Based on the additional information in your comment, there are a few things you could do. One thing to remember is that flexibility is key. If you put all of your polygon features in one table and all of your point features in another table, it makes it very difficult to compare different features. For example, if you have a polygon layer that contains both countries and counties within each country, it then becomes a challenge, and performance drag, to select all of the counties within a particular country. You are trying to run a query all on one layer, which doesn't take advantage of the flexibility of a relational database. It would be much better to let each type of feature reside in its own layer, as @mhoran_psprep said in his answer.
Also, since you have the flexibility to design the database, it might be worth having multiple geometry types for certain data types. For example, having a city represented as a polygon would be useful to perform spatial queries to determine all points of interest within that city. At the same time, it is oftentimes more desirable to represent a city as a point on a map. The database allows you to do this by separating the attribute data from the features into their own table, and linking them together with a Primary Key/Foreign Key structure. Briefly, a Primary Key is an identifier for a record in a table. A Foreign Key is a reference to that same identifier in a different table, thus linking them together.
Here is the structure I would use, part of which you actually described above.

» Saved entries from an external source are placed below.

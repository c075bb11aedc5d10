//! Playlist source abstraction.

use crate::client::CmsClient;
use crate::error::Result;
use crate::types::{albums_to_artist_playlist, songs_to_playlist};
use async_trait::async_trait;
use cadence_core::{AlbumId, AuthorId, Playlist, PlaylistId};
use tracing::info;

/// Where playable collections come from
///
/// Returned playlists are already normalized: malformed records are
/// placeholders, never errors.
#[async_trait]
pub trait PlaylistSource: Send + Sync {
    /// The default "all songs" collection
    async fn all_songs(&self) -> Result<Playlist>;

    /// A named playlist
    async fn playlist(&self, id: PlaylistId) -> Result<Playlist>;

    /// An album's songs in album order
    async fn album(&self, id: AlbumId) -> Result<Playlist>;

    /// Every song on an author's albums
    async fn artist(&self, id: AuthorId) -> Result<Playlist>;
}

#[async_trait]
impl PlaylistSource for CmsClient {
    async fn all_songs(&self) -> Result<Playlist> {
        let songs = self.songs().await.list().await?;
        let playlist = songs_to_playlist(&songs, self.url());

        let placeholders = playlist.entries.iter().filter(|e| e.is_placeholder()).count();
        info!(songs = playlist.len(), placeholders, "Loaded all songs");
        Ok(playlist)
    }

    async fn playlist(&self, id: PlaylistId) -> Result<Playlist> {
        let entity = self.playlists().await.get(id).await?;
        let playlist = entity.to_playlist(self.url());

        info!(playlist_id = %id, title = %playlist.title(), songs = playlist.len(), "Loaded playlist");
        Ok(playlist)
    }

    async fn album(&self, id: AlbumId) -> Result<Playlist> {
        let entity = self.albums().await.get(id).await?;
        let playlist = entity.to_playlist(self.url());

        info!(album_id = %id, title = %playlist.title(), songs = playlist.len(), "Loaded album");
        Ok(playlist)
    }

    async fn artist(&self, id: AuthorId) -> Result<Playlist> {
        let albums_client = self.albums().await;
        let author = albums_client.author(id).await?;

        let mut albums = Vec::new();
        for album_id in author.album_ids() {
            albums.push(albums_client.get(album_id).await?);
        }
        let playlist = albums_to_artist_playlist(&author, &albums, self.url());

        info!(
            author_id = %id,
            name = %playlist.title(),
            albums = albums.len(),
            songs = playlist.len(),
            "Loaded artist"
        );
        Ok(playlist)
    }
}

Continent - Fields - Geom (Polygon), ID, Name, Etc
Country - Fields - Geom (Polygon), ID, Name, Addtnl Attributes
Region - If there are different levels of regions within a country, then I would have them as different layers. So, if a country has regions called districts, and a number of districts combine to form a state, which then combine to form the country, you would have a layer for each type.

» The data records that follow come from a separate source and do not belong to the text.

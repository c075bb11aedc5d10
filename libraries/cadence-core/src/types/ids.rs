/// ID types for Cadence entities
///
/// The CMS assigns numeric primary keys, so every id wraps an `i64`.
use serde::{Deserialize, Serialize};
use std::fmt;

macro_rules! numeric_id {
    ($(#[$meta:meta])* $name:ident) => {
        $(#[$meta])*
        #[derive(Debug, Clone, Copy, PartialEq, Eq, Hash, PartialOrd, Ord, Serialize, Deserialize)]
        #[serde(transparent)]
        pub struct $name(i64);

        impl $name {
            /// Wrap a raw CMS id
            pub const fn new(id: i64) -> Self {
                Self(id)
            }

            /// Get the raw CMS id
            pub const fn as_i64(self) -> i64 {
                self.0
            }
        }

        impl From<i64> for $name {
            fn from(id: i64) -> Self {
                Self(id)
            }
        }

        impl fmt::Display for $name {
            fn fmt(&self, f: &mut fmt::Formatter<'_>) -> fmt::Result {
                write!(f, "{}", self.0)
            }
        }
    };
}

numeric_id!(
    /// Song identifier
    TrackId
);

numeric_id!(
    /// Playlist identifier
    PlaylistId
);

numeric_id!(
    /// User account identifier
    UserId
);

numeric_id!(
    /// Album identifier
    AlbumId
);

numeric_id!(
    /// Author (artist) identifier
    AuthorId
);
//! Headless audio engine
//!
//! Produces no sound. Each loaded source is measured with a
//! [`DurationProbe`] and then played back against the tokio clock, so the
//! session sees the same `Loaded` / `Ended` lifecycle a real output would
//! produce.

use cadence_playback::{AudioEngine, DurationProbe, EngineEvent, Result, SoundHandle};
use std::collections::HashMap;
use std::sync::{Arc, Mutex, MutexGuard};
use std::time::Duration;
use tokio::sync::mpsc;
use tokio::task::JoinHandle;
use tokio::time::Instant;
use tracing::{debug, info, warn};

#[derive(Debug, Default)]
struct Sound {
    /// Known once loading finished
    length: Option<Duration>,
    /// Position accumulated before the current run
    offset: Duration,
    /// Set while playing
    started: Option<Instant>,
    /// Fires `Ended` at the end of the current run
    end_timer: Option<JoinHandle<()>>,
    loader: Option<JoinHandle<()>>,
}

impl Sound {
    fn position(&self) -> Duration {
        let running = self
            .started
            .map_or(Duration::ZERO, |started| started.elapsed());
        let position = self.offset + running;
        self.length.map_or(position, |length| position.min(length))
    }

    fn stop_timer(&mut self) {
        if let Some(timer) = self.end_timer.take() {
            timer.abort();
        }
    }
}

type Sounds = Arc<Mutex<HashMap<SoundHandle, Sound>>>;

/// [`AudioEngine`] that simulates playback
///
/// Must be driven from inside a tokio runtime: loading and end-of-track
/// timers run as spawned tasks.
pub struct HeadlessEngine {
    probe: Arc<dyn DurationProbe>,
    events: mpsc::UnboundedSender<EngineEvent>,
    sounds: Sounds,
    initialized: bool,
}

impl HeadlessEngine {
    pub fn new(probe: Arc<dyn DurationProbe>, events: mpsc::UnboundedSender<EngineEvent>) -> Self {
        Self {
            probe,
            events,
            sounds: Arc::new(Mutex::new(HashMap::new())),
            initialized: false,
        }
    }

    pub fn is_initialized(&self) -> bool {
        self.initialized
    }

    fn sounds(&self) -> MutexGuard<'_, HashMap<SoundHandle, Sound>> {
        lock(&self.sounds)
    }

    fn arm_end_timer(&self, handle: SoundHandle, sound: &mut Sound) {
        sound.stop_timer();
        let Some(length) = sound.length else {
            return;
        };

        let remaining = length.saturating_sub(sound.offset);
        let sounds = Arc::clone(&self.sounds);
        let events = self.events.clone();
        sound.end_timer = Some(tokio::spawn(async move {
            tokio::time::sleep(remaining).await;
            {
                let mut sounds = lock(&sounds);
                let Some(sound) = sounds.get_mut(&handle) else {
                    return;
                };
                // Re-armed by a seek or play that won the lock
                if sound.position() < length {
                    return;
                }
                // Stopped and rewound, the next play starts over
                sound.offset = Duration::ZERO;
                sound.started = None;
                sound.end_timer = None;
            }
            let _ = events.send(EngineEvent::ended(handle));
        }));
    }
}

fn lock(sounds: &Sounds) -> MutexGuard<'_, HashMap<SoundHandle, Sound>> {
    sounds
        .lock()
        .unwrap_or_else(std::sync::PoisonError::into_inner)
}

impl AudioEngine for HeadlessEngine {
    fn initialize(&mut self) -> Result<()> {
        self.initialized = true;
        info!("Headless output ready");
        Ok(())
    }

    fn load(&mut self, handle: SoundHandle, url: &str) -> Result<()> {
        debug!(?handle, url = %url, "Loading sound");

        self.sounds().insert(handle, Sound::default());

        let probe = Arc::clone(&self.probe);
        let sounds = Arc::clone(&self.sounds);
        let events = self.events.clone();
        let url = url.to_string();

        let loader = tokio::spawn(async move {
            let event = match probe.probe(&url).await {
                Ok(length) => {
                    let mut sounds = lock(&sounds);
                    let Some(sound) = sounds.get_mut(&handle) else {
                        return;
                    };
                    sound.length = Some(length);
                    EngineEvent::loaded(handle, length)
                }
                Err(e) => {
                    warn!(?handle, url = %url, error = %e, "Failed to load sound");
                    EngineEvent::failed(handle, e.to_string())
                }
            };
            let _ = events.send(event);
        });

        if let Some(sound) = self.sounds().get_mut(&handle) {
            sound.loader = Some(loader);
        }
        Ok(())
    }

    fn unload(&mut self, handle: SoundHandle) {
        if let Some(mut sound) = self.sounds().remove(&handle) {
            sound.stop_timer();
            if let Some(loader) = sound.loader.take() {
                loader.abort();
            }
            debug!(?handle, "Unloaded sound");
        }
    }

    fn play(&mut self, handle: SoundHandle) {
        let mut sounds = lock(&self.sounds);
        let Some(sound) = sounds.get_mut(&handle) else {
            return;
        };
        if sound.started.is_some() {
            return;
        }

        sound.started = Some(Instant::now());
        self.arm_end_timer(handle, sound);
        debug!(?handle, position = ?sound.offset, "Playing");
    }

    fn pause(&mut self, handle: SoundHandle) {
        let mut sounds = self.sounds();
        let Some(sound) = sounds.get_mut(&handle) else {
            return;
        };

        sound.offset = sound.position();
        sound.started = None;
        sound.stop_timer();
        debug!(?handle, position = ?sound.offset, "Paused");
    }

    fn seek(&mut self, handle: SoundHandle, seconds: f64) {
        let mut sounds = lock(&self.sounds);
        let Some(sound) = sounds.get_mut(&handle) else {
            return;
        };

        let target = Duration::try_from_secs_f64(seconds).unwrap_or(Duration::ZERO);
        sound.offset = sound.length.map_or(target, |length| target.min(length));
        if sound.started.is_some() {
            sound.started = Some(Instant::now());
            self.arm_end_timer(handle, sound);
        }
        debug!(?handle, position = ?sound.offset, "Seeked");
    }

    fn set_volume(&mut self, handle: SoundHandle, level: u8) {
        debug!(?handle, level, "Volume set");
    }

    fn position(&self, handle: SoundHandle) -> Option<Duration> {
        self.sounds().get(&handle).map(Sound::position)
    }
}

impl Drop for HeadlessEngine {
    fn drop(&mut self) {
        for (_, mut sound) in self.sounds().drain() {
            sound.stop_timer();
            if let Some(loader) = sound.loader.take() {
                loader.abort();
            }
        }
    }
}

Reg_State - Fields - Geom (Polygon), ID (Primary Key), Name, Country ID, Etc
Reg_District - Fields - Geom (Polygon), ID, Name, Reg_State ID (Foreign Key), Etc
Cities - Have a table that contains attributes for each city, but no geometry. Have geometry tables with different geometries, like point or polygon, that link to the main city table.
City_Info - Fields - CityID (Primary key), Name, Population, Reg_District ID (Foreign Key), Etc, Etc
City_Pt - Fields - Geom (Point), ID, Name, CityID (Foreign Key)

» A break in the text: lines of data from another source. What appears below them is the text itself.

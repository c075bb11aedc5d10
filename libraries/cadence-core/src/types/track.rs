/// Track domain types
use crate::media::{resolve_media_url, DEFAULT_COVER_ART};
use crate::types::TrackId;
use serde::{Deserialize, Serialize};
use std::fmt;
use std::time::Duration;
use tracing::warn;

/// Title shown for a record without a usable name
pub const UNKNOWN_SONG: &str = "Unknown Song";

/// Artist shown for a record without authors
pub const UNKNOWN_ARTIST: &str = "Unknown Artist";

/// Album shown for a record without an album relation
pub const UNKNOWN_ALBUM: &str = "Unknown Album";

/// A fully described, playable track
#[derive(Debug, Clone, PartialEq, Serialize, Deserialize)]
pub struct Track {
    /// CMS song id
    pub id: TrackId,

    /// Song title
    pub title: String,

    /// Author names joined for display
    pub artist: String,

    /// Album name (`Unknown Album` when the song has none)
    pub album: String,

    /// Absolute audio URL
    pub audio_url: String,

    /// Absolute cover art URL, or the default cover
    pub cover_art: String,

    /// Duration when the CMS already knows it; otherwise probed lazily
    pub duration: Option<Duration>,
}

impl Track {
    /// Create a track with default album and cover art
    pub fn new(
        id: TrackId,
        title: impl Into<String>,
        artist: impl Into<String>,
        audio_url: impl Into<String>,
    ) -> Self {
        Self {
            id,
            title: title.into(),
            artist: artist.into(),
            album: UNKNOWN_ALBUM.to_string(),
            audio_url: audio_url.into(),
            cover_art: DEFAULT_COVER_ART.to_string(),
            duration: None,
        }
    }

    /// Set the album name
    pub fn with_album(mut self, album: impl Into<String>) -> Self {
        self.album = album.into();
        self
    }

    /// Set the cover art URL
    pub fn with_cover_art(mut self, cover_art: impl Into<String>) -> Self {
        self.cover_art = cover_art.into();
        self
    }

    /// Set a known duration
    pub fn with_duration(mut self, duration: Duration) -> Self {
        self.duration = Some(duration);
        self
    }
}

/// Field that was absent or blank in a source record
#[derive(Debug, Clone, Copy, PartialEq, Eq, Serialize, Deserialize)]
pub enum MissingField {
    /// No song id
    Id,
    /// No song name
    Title,
    /// No author relation
    Artists,
    /// No audio upload
    AudioSource,
}

impl fmt::Display for MissingField {
    fn fmt(&self, f: &mut fmt::Formatter<'_>) -> fmt::Result {
        let name = match self {
            MissingField::Id => "id",
            MissingField::Title => "title",
            MissingField::Artists => "artists",
            MissingField::AudioSource => "audio source",
        };
        f.write_str(name)
    }
}

/// Stand-in for a malformed record
///
/// Keeps whatever the record did provide and fills the rest with the
/// `Unknown ...` defaults, so a single bad row never fails a whole playlist.
#[derive(Debug, Clone, PartialEq, Serialize, Deserialize)]
pub struct PlaceholderTrack {
    pub id: Option<TrackId>,
    pub title: String,
    pub artist: String,
    pub album: String,
    /// May still be present when only metadata was missing
    pub audio_url: Option<String>,
    pub cover_art: String,
    /// What made the record malformed (never empty)
    pub missing: Vec<MissingField>,
}

/// One slot of a loaded playlist
#[derive(Debug, Clone, PartialEq, Serialize, Deserialize)]
pub enum PlaylistEntry {
    /// Well-formed track
    Track(Track),
    /// Malformed record replaced by defaults
    Placeholder(PlaceholderTrack),
}

impl PlaylistEntry {
    pub fn id(&self) -> Option<TrackId> {
        match self {
            PlaylistEntry::Track(track) => Some(track.id),
            PlaylistEntry::Placeholder(placeholder) => placeholder.id,
        }
    }

    pub fn title(&self) -> &str {
        match self {
            PlaylistEntry::Track(track) => &track.title,
            PlaylistEntry::Placeholder(placeholder) => &placeholder.title,
        }
    }

    pub fn artist(&self) -> &str {
        match self {
            PlaylistEntry::Track(track) => &track.artist,
            PlaylistEntry::Placeholder(placeholder) => &placeholder.artist,
        }
    }

    pub fn album(&self) -> &str {
        match self {
            PlaylistEntry::Track(track) => &track.album,
            PlaylistEntry::Placeholder(placeholder) => &placeholder.album,
        }
    }

    /// Audio URL, if the entry has anything to play
    pub fn audio_url(&self) -> Option<&str> {
        match self {
            PlaylistEntry::Track(track) => Some(&track.audio_url),
            PlaylistEntry::Placeholder(placeholder) => placeholder.audio_url.as_deref(),
        }
    }

    pub fn cover_art(&self) -> &str {
        match self {
            PlaylistEntry::Track(track) => &track.cover_art,
            PlaylistEntry::Placeholder(placeholder) => &placeholder.cover_art,
        }
    }

    /// Duration carried in from the source record, if any
    pub fn known_duration(&self) -> Option<Duration> {
        match self {
            PlaylistEntry::Track(track) => track.duration,
            PlaylistEntry::Placeholder(_) => None,
        }
    }

    pub fn is_placeholder(&self) -> bool {
        matches!(self, PlaylistEntry::Placeholder(_))
    }
}

impl From<Track> for PlaylistEntry {
    fn from(track: Track) -> Self {
        PlaylistEntry::Track(track)
    }
}

impl From<PlaceholderTrack> for PlaylistEntry {
    fn from(placeholder: PlaceholderTrack) -> Self {
        PlaylistEntry::Placeholder(placeholder)
    }
}

/// Flat song record as extracted from the CMS
///
/// Every field is optional because nested CMS relations may be absent or
/// unpopulated. Media paths are relative to the CMS origin.
#[derive(Debug, Clone, Default, PartialEq, Eq, Serialize, Deserialize)]
pub struct RawTrack {
    pub id: Option<i64>,
    pub name: Option<String>,
    pub artists: Vec<String>,
    pub album: Option<String>,
    pub audio_path: Option<String>,
    pub cover_path: Option<String>,
    /// Length, when the CMS stores one
    pub duration: Option<Duration>,
}

impl RawTrack {
    /// Turn the record into a playlist entry
    ///
    /// Records with an id, a name, at least one author and an audio upload
    /// become [`Track`]s. Anything else becomes a [`PlaceholderTrack`] and is
    /// logged; this never fails.
    pub fn normalize(self, base_url: &str) -> PlaylistEntry {
        let title = non_blank(self.name);
        let artists: Vec<String> = self
            .artists
            .into_iter()
            .map(|name| name.trim().to_string())
            .filter(|name| !name.is_empty())
            .collect();
        let artist = (!artists.is_empty()).then(|| artists.join(", "));
        let album = non_blank(self.album).unwrap_or_else(|| UNKNOWN_ALBUM.to_string());
        let audio_url = non_blank(self.audio_path).map(|path| resolve_media_url(base_url, &path));
        let cover_art = non_blank(self.cover_path)
            .map(|path| resolve_media_url(base_url, &path))
            .unwrap_or_else(|| DEFAULT_COVER_ART.to_string());
        let id = self.id.map(TrackId::new);
        let duration = self.duration;

        match (id, title, artist, audio_url) {
            (Some(id), Some(title), Some(artist), Some(audio_url)) => PlaylistEntry::Track(Track {
                id,
                title,
                artist,
                album,
                audio_url,
                cover_art,
                duration,
            }),
            (id, title, artist, audio_url) => {
                let mut missing = Vec::new();
                if id.is_none() {
                    missing.push(MissingField::Id);
                }
                if title.is_none() {
                    missing.push(MissingField::Title);
                }
                if artist.is_none() {
                    missing.push(MissingField::Artists);
                }
                if audio_url.is_none() {
                    missing.push(MissingField::AudioSource);
                }

                warn!(
                    track_id = ?id,
                    missing = ?missing,
                    "Malformed song record, substituting placeholder"
                );

                PlaylistEntry::Placeholder(PlaceholderTrack {
                    id,
                    title: title.unwrap_or_else(|| UNKNOWN_SONG.to_string()),
                    artist: artist.unwrap_or_else(|| UNKNOWN_ARTIST.to_string()),
                    album,
                    audio_url,
                    cover_art,
                    missing,
                })
            }
        }
    }
}

fn non_blank(value: Option<String>) -> Option<String> {
    value.and_then(|v| {
        let trimmed = v.trim();
        (!trimmed.is_empty()).then(|| trimmed.to_string())
    })
}

#[cfg(test)]
mod tests {
    use super::*;

    const BASE: &str = "http://localhost:1337";

    fn complete_raw() -> RawTrack {
        RawTrack {
            id: Some(1),
            name: Some("See You Again".to_string()),
            artists: vec!["Wiz Khalifa".to_string(), "Charlie Puth".to_string()],
            album: Some("Furious 7".to_string()),
            audio_path: Some("/uploads/see_you_again.mp3".to_string()),
            cover_path: Some("/uploads/f7.jpg".to_string()),
            duration: None,
        }
    }

    #[test]
    fn complete_record_becomes_track() {
        let entry = complete_raw().normalize(BASE);

        let PlaylistEntry::Track(track) = entry else {
            panic!("expected a track");
        };
        assert_eq!(track.id, TrackId::new(1));
        assert_eq!(track.artist, "Wiz Khalifa, Charlie Puth");
        assert_eq!(track.album, "Furious 7");
        assert_eq!(track.audio_url, "http://localhost:1337/uploads/see_you_again.mp3");
        assert_eq!(track.cover_art, "http://localhost:1337/uploads/f7.jpg");
        assert_eq!(track.duration, None);
    }

    #[test]
    fn missing_album_and_cover_use_defaults_without_placeholder() {
        let raw = RawTrack {
            album: None,
            cover_path: None,
            ..complete_raw()
        };

        let entry = raw.normalize(BASE);
        assert!(!entry.is_placeholder());
        assert_eq!(entry.album(), UNKNOWN_ALBUM);
        assert_eq!(entry.cover_art(), DEFAULT_COVER_ART);
    }

    #[test]
    fn missing_name_becomes_placeholder() {
        let raw = RawTrack {
            name: None,
            ..complete_raw()
        };

        let entry = raw.normalize(BASE);
        let PlaylistEntry::Placeholder(placeholder) = &entry else {
            panic!("expected a placeholder");
        };
        assert_eq!(placeholder.title, UNKNOWN_SONG);
        assert_eq!(placeholder.missing, vec![MissingField::Title]);
        // Still playable: only metadata was missing
        assert_eq!(
            entry.audio_url(),
            Some("http://localhost:1337/uploads/see_you_again.mp3")
        );
    }

    #[test]
    fn blank_fields_count_as_missing() {
        let raw = RawTrack {
            name: Some("   ".to_string()),
            artists: vec![String::new()],
            audio_path: Some(String::new()),
            ..complete_raw()
        };

        let PlaylistEntry::Placeholder(placeholder) = raw.normalize(BASE) else {
            panic!("expected a placeholder");
        };
        assert_eq!(
            placeholder.missing,
            vec![
                MissingField::Title,
                MissingField::Artists,
                MissingField::AudioSource
            ]
        );
        assert_eq!(placeholder.artist, UNKNOWN_ARTIST);
        assert_eq!(placeholder.audio_url, None);
    }

    #[test]
    fn empty_record_is_all_defaults() {
        let entry = RawTrack::default().normalize(BASE);

        assert!(entry.is_placeholder());
        assert_eq!(entry.id(), None);
        assert_eq!(entry.title(), UNKNOWN_SONG);
        assert_eq!(entry.artist(), UNKNOWN_ARTIST);
        assert_eq!(entry.album(), UNKNOWN_ALBUM);
        assert_eq!(entry.cover_art(), DEFAULT_COVER_ART);
        assert_eq!(entry.audio_url(), None);
    }

    #[test]
    fn track_builder_defaults() {
        let track = Track::new(TrackId::new(5), "Song", "Artist", "http://x/a.mp3")
            .with_duration(Duration::from_secs(10));

        assert_eq!(track.album, UNKNOWN_ALBUM);
        assert_eq!(track.cover_art, DEFAULT_COVER_ART);

        let entry = PlaylistEntry::from(track);
        assert_eq!(entry.known_duration(), Some(Duration::from_secs(10)));
    }
}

City_Poly - Fields - Geom (Polygon), ID, Name, CityID (Foreign Key)
You can take these layers down to as fine a detail as you feel is necessary within the city, using neighborhoods, or addressing regions, whatever makes the most sense. Then, since this is for tourist information, you may want to include layers that contain points of interest.
PointofInterest - Fields - Geom (Point), ID, Name, CityID (Foreign Key), Description, Etc
The next set of tables will cover the tourist information that you are collecting. Again, this will depend on the amount and type of data. If you expect to have only a few entries about any particular regional level, it may make sense to have an overall table with fields to enter a region key, or country, or city. For example:
Tourist_Info - Fields - ID, Description, Country ID (Foreign Key), Reg_State ID (Foreign Key), Reg_District ID (Foreign Key), CityID (Foreign Key), Other_Info, Etc Etc
On the other hand, if you expect to have a large number of records for each region type, then it makes sense to have individual tourist info tables for each region. For example:
Tourist_Info_Country - Fields - ID, Description, Country ID (Foreign Key), Type, Etc, Etc
Tourist_Info_City - Fields - ID, Description, CityID (Foreign Key), Type, Etc, Etc
This is only one way of setting up the database, again, it depends on your specific needs for being able to link different pieces of data together. Once the table structure is determined, the next part will be to set up queries to retrieve the information you want, for inclusion in a report or some sort of viewing application.
I hope this provides at least an idea of where to start. Good luck!